EXERCISE GOAL - What is needed is an exact copy of the lines in the listing below, from the one with "mutable reference to the current settings." up to and including the one with "let settings: Settings", with no other lines.

DATASET RECORDS -

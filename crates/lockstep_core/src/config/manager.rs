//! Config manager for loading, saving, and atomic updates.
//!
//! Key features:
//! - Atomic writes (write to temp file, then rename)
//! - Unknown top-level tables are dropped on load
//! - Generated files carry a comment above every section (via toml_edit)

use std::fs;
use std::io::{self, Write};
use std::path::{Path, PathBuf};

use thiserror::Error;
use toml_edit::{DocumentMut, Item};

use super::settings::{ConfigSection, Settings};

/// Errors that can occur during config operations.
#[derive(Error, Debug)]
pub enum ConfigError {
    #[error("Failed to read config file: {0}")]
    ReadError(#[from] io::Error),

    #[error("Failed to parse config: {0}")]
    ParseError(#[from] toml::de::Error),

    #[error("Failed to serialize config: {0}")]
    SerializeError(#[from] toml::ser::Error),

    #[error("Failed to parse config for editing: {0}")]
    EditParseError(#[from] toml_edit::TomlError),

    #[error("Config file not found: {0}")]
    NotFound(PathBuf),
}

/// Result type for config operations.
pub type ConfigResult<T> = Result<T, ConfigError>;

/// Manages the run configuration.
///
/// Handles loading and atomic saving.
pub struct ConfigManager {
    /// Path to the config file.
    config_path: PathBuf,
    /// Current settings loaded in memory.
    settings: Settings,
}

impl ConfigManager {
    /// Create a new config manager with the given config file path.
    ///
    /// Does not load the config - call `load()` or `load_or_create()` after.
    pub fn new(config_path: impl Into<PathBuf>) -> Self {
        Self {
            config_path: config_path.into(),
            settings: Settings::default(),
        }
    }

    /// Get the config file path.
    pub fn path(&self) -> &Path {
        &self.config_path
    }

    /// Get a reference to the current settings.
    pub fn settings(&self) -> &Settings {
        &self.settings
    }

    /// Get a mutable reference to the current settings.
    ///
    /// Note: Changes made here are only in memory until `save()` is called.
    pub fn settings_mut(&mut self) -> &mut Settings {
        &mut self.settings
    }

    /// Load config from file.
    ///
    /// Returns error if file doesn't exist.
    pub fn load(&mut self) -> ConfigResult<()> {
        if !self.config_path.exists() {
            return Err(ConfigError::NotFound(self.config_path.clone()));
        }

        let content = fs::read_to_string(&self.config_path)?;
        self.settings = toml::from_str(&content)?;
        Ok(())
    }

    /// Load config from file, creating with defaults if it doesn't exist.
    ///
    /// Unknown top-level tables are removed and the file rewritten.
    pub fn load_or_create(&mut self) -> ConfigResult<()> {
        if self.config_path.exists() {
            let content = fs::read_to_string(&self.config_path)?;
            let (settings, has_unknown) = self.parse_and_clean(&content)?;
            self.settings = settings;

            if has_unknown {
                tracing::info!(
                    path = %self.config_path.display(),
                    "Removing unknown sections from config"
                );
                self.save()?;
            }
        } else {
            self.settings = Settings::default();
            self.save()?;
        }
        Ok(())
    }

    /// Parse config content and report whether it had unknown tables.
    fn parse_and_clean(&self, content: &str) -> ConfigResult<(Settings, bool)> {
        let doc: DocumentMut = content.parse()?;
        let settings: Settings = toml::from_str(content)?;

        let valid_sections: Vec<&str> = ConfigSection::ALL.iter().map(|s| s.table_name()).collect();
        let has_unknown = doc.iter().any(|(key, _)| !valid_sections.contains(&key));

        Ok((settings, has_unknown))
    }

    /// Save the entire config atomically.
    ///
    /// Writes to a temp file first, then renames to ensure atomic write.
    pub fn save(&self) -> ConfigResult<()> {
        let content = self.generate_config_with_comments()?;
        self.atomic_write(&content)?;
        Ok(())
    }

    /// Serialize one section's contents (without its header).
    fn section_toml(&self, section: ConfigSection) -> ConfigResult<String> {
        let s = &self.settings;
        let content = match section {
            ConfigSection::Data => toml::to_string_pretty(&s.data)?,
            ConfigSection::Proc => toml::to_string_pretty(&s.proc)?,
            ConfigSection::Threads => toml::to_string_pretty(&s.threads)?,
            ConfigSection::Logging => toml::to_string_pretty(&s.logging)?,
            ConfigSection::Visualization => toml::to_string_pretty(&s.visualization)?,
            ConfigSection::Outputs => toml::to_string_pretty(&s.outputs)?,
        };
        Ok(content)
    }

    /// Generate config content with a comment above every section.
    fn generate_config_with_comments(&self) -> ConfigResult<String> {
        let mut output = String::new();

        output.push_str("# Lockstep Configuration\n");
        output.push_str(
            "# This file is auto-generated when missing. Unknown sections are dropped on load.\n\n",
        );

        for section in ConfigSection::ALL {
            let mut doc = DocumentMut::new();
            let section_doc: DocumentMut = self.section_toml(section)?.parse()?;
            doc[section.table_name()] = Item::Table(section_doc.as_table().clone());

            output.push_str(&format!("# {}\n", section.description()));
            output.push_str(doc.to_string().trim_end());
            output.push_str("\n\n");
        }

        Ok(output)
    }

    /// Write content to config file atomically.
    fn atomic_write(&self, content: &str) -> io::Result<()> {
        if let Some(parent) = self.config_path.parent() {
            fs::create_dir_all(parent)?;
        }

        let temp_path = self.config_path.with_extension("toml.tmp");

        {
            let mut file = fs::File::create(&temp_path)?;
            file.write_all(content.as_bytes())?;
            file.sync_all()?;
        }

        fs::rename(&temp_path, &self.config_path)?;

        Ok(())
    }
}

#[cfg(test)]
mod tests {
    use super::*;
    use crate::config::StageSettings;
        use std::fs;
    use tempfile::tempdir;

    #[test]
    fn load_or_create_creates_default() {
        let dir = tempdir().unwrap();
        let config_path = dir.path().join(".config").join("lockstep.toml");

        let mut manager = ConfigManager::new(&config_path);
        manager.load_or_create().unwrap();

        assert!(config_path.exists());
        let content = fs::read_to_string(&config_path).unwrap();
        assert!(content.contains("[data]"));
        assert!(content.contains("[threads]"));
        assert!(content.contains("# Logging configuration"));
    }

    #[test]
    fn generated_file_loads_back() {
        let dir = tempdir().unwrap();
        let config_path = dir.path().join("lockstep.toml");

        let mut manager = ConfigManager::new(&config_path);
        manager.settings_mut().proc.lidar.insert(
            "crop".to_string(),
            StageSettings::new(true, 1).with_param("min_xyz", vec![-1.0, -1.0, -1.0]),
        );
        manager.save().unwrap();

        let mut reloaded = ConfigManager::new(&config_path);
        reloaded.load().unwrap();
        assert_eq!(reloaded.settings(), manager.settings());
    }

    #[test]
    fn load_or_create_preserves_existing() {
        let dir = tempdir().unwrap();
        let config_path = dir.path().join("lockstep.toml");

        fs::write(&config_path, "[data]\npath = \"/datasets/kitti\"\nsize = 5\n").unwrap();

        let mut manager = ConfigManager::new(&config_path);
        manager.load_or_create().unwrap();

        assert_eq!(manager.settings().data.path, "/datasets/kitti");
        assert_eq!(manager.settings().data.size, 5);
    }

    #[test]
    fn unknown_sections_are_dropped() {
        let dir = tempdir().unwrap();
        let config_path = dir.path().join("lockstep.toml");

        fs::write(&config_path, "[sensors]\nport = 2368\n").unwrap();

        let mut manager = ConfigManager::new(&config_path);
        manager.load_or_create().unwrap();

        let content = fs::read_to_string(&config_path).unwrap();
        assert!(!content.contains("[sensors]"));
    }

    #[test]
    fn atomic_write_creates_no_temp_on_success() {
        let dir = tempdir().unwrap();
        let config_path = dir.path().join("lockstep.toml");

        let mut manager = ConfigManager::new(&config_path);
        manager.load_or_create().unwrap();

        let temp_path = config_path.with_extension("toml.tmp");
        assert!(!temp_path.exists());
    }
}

...

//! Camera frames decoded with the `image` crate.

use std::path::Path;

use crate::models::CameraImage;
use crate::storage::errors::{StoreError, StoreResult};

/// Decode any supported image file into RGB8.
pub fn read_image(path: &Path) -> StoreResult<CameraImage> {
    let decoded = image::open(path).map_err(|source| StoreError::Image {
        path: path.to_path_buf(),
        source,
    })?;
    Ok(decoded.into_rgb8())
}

RESPONSE FOR THIS EXERCISE -
    /// Get a mutable reference to the current settings.
    ///
    /// Note: Changes made here are only in memory until `save()` is called.
    pub fn settings_mut(&mut self) -> &mut Settings {
        &mut self.settings
    }

    /// Load config from file.
    ///
    /// Returns error if file doesn't exist.
    pub fn load(&mut self) -> ConfigResult<()> {
        if !self.config_path.exists() {
            return Err(ConfigError::NotFound(self.config_path.clone()));
        }

        let content = fs::read_to_string(&self.config_path)?;
        self.settings = toml::from_str(&content)?;
        Ok(())
    }

    /// Load config from file, creating with defaults if it doesn't exist.
    ///
    /// Unknown top-level tables are removed and the file rewritten.
    pub fn load_or_create(&mut self) -> ConfigResult<()> {
        if self.config_path.exists() {
            let content = fs::read_to_string(&self.config_path)?;
            let (settings, has_unknown) = self.parse_and_clean(&content)?;
            self.settings = settings;

            if has_unknown {
                tracing::info!(
                    path = %self.config_path.display(),
                    "Removing unknown sections from config"
                );
                self.save()?;
            }
        } else {
            self.settings = Settings::default();
            self.save()?;
        }
        Ok(())
    }

    /// Parse config content and report whether it had unknown tables.
    fn parse_and_clean(&self, content: &str) -> ConfigResult<(Settings, bool)> {
        let doc: DocumentMut = content.parse()?;
        let settings: Settings = toml::from_str(content)?;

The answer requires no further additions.